[[ Dataset extract open ]]

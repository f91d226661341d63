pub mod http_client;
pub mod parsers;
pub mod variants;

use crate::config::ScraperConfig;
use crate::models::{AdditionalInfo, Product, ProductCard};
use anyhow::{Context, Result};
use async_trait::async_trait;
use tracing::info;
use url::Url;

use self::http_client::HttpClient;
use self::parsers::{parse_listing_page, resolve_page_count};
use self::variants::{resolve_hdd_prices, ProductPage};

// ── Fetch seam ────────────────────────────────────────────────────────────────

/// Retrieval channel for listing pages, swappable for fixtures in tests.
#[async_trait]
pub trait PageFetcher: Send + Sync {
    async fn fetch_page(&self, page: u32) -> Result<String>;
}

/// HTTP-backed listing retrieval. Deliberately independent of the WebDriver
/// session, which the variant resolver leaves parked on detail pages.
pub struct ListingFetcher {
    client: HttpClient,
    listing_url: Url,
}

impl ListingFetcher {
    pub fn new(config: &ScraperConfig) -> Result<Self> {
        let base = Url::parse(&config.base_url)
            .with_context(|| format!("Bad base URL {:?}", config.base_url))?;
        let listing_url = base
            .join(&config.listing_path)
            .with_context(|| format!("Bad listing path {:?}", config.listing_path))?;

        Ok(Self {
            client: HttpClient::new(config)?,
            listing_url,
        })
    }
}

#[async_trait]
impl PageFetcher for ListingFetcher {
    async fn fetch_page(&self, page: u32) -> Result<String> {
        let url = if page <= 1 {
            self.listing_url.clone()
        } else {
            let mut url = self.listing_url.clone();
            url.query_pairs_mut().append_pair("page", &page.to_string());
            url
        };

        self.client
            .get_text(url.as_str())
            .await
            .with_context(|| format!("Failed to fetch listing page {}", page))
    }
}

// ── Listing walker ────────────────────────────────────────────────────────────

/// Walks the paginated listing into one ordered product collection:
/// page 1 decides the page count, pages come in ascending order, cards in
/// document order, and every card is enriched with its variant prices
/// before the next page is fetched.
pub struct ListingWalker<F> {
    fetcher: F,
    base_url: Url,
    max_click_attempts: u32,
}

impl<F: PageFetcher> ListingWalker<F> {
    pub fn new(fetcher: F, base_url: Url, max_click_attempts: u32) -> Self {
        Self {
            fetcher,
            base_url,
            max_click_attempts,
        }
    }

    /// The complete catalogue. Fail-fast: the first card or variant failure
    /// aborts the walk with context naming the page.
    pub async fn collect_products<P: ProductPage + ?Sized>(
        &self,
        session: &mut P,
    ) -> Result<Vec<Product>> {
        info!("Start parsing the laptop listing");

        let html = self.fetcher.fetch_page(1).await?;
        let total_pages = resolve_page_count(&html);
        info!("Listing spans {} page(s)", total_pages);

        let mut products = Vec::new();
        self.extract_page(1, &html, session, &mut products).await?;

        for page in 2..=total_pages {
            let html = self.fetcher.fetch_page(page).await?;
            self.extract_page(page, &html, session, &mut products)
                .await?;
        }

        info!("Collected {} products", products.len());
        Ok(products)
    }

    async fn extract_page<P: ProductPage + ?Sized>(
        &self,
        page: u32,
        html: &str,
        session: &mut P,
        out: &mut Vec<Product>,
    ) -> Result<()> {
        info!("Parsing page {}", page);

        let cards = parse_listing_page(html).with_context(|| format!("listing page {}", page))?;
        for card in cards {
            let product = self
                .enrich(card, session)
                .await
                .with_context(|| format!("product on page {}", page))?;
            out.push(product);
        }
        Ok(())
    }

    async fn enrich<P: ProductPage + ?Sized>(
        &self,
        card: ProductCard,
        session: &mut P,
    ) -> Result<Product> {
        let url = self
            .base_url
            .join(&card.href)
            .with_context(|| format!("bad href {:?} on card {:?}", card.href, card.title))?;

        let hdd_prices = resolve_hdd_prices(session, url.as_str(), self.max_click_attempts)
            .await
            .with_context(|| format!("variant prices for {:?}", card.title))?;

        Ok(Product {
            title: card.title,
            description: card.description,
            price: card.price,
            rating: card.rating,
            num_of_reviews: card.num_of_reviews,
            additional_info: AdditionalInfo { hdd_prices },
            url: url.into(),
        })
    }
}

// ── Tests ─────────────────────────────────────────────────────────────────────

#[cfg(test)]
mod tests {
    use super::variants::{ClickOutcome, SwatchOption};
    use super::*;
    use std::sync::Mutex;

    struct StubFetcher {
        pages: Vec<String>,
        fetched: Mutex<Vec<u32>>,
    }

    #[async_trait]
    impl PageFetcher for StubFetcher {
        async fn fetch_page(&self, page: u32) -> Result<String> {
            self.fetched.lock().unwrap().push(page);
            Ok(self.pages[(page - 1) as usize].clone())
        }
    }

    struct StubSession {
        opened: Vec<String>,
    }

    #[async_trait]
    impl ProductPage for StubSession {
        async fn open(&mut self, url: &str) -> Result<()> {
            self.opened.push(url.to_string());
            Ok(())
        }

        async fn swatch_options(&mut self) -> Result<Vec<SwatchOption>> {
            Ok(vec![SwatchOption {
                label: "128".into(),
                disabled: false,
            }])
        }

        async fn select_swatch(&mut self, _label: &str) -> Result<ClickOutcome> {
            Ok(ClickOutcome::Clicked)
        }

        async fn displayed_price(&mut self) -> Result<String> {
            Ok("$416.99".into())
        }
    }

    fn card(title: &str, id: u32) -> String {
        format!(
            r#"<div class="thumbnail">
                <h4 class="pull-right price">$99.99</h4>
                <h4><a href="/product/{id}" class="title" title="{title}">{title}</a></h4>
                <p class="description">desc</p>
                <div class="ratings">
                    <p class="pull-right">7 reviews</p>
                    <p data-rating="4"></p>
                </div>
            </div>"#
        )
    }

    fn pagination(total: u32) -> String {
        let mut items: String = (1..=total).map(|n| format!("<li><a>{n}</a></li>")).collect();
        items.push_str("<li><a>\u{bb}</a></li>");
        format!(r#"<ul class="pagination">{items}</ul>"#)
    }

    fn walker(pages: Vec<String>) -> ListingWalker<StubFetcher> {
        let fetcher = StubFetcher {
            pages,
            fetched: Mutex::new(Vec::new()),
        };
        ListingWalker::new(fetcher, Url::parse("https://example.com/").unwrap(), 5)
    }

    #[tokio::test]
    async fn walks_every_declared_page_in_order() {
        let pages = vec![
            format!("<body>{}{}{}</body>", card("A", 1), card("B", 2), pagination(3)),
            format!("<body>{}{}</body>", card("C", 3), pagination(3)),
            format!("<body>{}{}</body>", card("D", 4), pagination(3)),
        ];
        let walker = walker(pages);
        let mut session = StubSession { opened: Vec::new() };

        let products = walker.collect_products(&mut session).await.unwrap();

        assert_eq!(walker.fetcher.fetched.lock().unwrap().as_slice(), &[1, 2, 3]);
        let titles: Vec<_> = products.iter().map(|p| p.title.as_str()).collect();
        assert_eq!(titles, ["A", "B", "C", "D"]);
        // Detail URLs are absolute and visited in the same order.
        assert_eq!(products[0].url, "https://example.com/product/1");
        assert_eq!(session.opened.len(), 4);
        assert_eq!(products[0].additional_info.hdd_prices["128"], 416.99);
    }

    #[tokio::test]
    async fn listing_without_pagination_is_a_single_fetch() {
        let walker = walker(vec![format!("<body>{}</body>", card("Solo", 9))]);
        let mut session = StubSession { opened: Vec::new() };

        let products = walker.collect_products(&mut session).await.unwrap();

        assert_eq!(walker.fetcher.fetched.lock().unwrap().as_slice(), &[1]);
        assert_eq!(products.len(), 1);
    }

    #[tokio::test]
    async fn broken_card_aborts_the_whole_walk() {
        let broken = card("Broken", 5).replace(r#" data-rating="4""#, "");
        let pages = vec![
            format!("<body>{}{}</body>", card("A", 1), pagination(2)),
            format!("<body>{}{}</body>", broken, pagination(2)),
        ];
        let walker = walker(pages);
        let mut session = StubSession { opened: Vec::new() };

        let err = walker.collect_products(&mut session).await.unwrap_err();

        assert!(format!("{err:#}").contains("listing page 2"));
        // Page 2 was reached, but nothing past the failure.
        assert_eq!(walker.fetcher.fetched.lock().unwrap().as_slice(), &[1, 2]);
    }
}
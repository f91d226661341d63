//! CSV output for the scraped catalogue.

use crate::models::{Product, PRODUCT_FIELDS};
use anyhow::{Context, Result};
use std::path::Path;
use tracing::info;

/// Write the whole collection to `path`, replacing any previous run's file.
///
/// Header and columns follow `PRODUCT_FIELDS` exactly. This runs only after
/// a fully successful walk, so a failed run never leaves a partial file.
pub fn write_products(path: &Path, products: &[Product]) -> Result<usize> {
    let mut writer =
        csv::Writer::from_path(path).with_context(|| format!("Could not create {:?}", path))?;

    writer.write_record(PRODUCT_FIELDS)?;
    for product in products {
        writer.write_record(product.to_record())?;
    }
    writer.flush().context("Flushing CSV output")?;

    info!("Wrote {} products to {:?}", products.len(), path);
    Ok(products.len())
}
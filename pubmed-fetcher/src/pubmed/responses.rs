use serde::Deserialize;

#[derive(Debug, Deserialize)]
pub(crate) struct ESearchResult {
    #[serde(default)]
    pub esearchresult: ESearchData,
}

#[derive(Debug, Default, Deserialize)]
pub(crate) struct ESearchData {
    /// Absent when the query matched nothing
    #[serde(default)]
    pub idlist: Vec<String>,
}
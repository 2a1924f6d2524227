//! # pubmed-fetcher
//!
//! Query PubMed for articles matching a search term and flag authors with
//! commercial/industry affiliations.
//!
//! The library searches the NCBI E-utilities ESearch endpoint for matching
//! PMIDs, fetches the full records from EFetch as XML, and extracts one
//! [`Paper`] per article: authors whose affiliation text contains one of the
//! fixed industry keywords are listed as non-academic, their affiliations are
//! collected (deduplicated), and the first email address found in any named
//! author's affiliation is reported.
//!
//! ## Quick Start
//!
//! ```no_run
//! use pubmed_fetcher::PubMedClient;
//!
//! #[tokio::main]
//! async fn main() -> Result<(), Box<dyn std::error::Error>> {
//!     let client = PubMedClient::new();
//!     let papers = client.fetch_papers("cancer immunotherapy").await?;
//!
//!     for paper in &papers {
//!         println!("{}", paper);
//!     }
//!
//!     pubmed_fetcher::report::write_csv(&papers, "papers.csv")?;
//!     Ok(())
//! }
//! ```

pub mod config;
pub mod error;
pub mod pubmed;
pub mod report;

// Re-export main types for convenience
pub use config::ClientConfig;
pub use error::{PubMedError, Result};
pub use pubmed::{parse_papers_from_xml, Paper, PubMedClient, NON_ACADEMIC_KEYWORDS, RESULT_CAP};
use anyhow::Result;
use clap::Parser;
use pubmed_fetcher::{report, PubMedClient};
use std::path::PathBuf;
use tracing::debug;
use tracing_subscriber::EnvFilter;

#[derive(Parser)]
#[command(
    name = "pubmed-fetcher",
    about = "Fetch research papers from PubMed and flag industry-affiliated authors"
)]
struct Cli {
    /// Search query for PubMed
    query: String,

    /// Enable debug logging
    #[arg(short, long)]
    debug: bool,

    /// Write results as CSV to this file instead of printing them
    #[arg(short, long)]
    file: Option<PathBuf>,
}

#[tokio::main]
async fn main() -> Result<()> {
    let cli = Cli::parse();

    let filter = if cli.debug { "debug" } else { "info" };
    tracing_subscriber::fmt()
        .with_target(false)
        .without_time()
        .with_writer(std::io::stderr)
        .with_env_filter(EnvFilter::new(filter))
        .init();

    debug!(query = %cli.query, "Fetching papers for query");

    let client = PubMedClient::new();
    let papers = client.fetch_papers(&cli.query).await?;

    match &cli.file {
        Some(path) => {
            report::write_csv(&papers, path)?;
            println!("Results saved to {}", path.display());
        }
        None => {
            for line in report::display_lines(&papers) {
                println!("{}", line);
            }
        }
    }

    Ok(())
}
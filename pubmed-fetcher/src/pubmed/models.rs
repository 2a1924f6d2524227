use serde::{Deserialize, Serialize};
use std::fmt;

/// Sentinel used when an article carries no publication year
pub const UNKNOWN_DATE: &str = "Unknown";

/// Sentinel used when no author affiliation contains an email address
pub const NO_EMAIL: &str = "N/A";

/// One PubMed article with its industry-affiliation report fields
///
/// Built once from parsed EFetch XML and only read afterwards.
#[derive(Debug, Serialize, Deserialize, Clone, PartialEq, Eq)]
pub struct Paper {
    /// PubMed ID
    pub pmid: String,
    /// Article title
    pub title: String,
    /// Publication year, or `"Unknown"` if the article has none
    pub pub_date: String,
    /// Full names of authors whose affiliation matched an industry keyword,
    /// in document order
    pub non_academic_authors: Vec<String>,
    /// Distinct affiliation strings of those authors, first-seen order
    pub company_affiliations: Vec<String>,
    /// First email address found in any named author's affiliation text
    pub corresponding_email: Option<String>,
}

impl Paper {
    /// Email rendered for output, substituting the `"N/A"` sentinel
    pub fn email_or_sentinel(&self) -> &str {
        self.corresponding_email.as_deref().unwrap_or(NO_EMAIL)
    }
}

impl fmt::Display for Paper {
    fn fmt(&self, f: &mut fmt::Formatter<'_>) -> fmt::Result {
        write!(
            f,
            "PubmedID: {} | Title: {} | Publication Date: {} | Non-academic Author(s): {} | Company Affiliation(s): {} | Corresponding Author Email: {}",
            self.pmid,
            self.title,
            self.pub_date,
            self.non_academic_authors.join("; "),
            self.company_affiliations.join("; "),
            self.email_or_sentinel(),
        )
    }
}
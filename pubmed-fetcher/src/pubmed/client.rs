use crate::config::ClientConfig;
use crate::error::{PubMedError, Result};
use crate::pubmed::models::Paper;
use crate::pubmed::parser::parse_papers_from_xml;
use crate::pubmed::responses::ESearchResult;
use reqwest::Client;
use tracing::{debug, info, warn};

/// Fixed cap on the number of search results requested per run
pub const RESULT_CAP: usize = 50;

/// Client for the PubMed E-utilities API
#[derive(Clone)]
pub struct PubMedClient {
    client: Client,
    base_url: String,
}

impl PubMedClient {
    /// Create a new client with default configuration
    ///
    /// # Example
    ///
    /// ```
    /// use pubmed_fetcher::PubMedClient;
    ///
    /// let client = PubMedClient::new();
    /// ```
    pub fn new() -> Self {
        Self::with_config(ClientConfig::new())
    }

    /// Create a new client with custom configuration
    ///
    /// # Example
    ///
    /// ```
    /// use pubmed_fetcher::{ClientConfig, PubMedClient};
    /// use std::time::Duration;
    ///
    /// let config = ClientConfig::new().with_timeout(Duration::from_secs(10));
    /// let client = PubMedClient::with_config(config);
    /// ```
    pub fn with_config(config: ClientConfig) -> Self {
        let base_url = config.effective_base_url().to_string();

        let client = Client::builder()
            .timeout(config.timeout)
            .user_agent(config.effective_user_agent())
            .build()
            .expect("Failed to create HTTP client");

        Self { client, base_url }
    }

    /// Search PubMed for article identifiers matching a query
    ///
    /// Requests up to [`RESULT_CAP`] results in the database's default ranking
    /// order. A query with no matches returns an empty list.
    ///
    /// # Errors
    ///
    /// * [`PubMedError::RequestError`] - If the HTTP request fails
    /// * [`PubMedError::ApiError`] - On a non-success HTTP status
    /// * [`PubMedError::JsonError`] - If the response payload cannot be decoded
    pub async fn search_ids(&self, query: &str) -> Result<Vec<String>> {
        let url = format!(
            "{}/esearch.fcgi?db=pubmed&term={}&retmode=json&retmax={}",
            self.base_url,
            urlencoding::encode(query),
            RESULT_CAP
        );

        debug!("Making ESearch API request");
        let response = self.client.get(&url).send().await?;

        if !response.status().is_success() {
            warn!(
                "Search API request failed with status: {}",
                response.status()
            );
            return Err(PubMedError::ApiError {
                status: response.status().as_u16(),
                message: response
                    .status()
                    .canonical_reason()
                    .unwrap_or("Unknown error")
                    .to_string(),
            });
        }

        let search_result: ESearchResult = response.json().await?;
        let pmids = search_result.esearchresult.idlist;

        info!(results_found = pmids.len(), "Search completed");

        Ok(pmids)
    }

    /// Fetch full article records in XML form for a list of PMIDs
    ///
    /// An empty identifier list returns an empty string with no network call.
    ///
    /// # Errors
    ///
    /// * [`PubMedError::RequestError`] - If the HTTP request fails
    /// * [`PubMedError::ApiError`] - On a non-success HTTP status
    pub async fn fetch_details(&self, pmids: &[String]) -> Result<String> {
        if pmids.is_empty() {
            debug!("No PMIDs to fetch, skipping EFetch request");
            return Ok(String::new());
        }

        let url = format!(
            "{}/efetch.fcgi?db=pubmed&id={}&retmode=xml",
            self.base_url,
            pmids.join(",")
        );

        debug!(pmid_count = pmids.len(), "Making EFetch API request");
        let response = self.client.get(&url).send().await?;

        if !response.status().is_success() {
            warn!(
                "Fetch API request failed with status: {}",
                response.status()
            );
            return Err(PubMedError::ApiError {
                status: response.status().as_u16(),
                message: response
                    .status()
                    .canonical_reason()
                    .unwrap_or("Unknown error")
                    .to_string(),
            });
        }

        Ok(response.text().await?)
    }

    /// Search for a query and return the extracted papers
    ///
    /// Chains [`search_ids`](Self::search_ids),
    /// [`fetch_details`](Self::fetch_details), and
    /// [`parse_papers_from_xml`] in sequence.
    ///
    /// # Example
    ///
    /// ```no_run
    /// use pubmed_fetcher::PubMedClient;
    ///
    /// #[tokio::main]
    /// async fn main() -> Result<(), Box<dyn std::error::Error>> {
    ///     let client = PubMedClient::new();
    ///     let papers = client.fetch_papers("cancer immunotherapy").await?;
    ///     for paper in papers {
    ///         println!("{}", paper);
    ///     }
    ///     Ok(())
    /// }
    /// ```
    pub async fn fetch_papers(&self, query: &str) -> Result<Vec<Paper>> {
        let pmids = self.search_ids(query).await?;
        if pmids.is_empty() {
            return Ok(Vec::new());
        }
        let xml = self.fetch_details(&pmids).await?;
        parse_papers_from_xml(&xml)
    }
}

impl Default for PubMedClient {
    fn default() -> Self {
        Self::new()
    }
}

[[ Dataset extract closed ]]

Return every line in the listing that contains the word "records".

> **Written response**:
//! PMIDs, fetches the full records from EFetch as XML, and extracts one
    /// Fetch full article records in XML form for a list of PMIDs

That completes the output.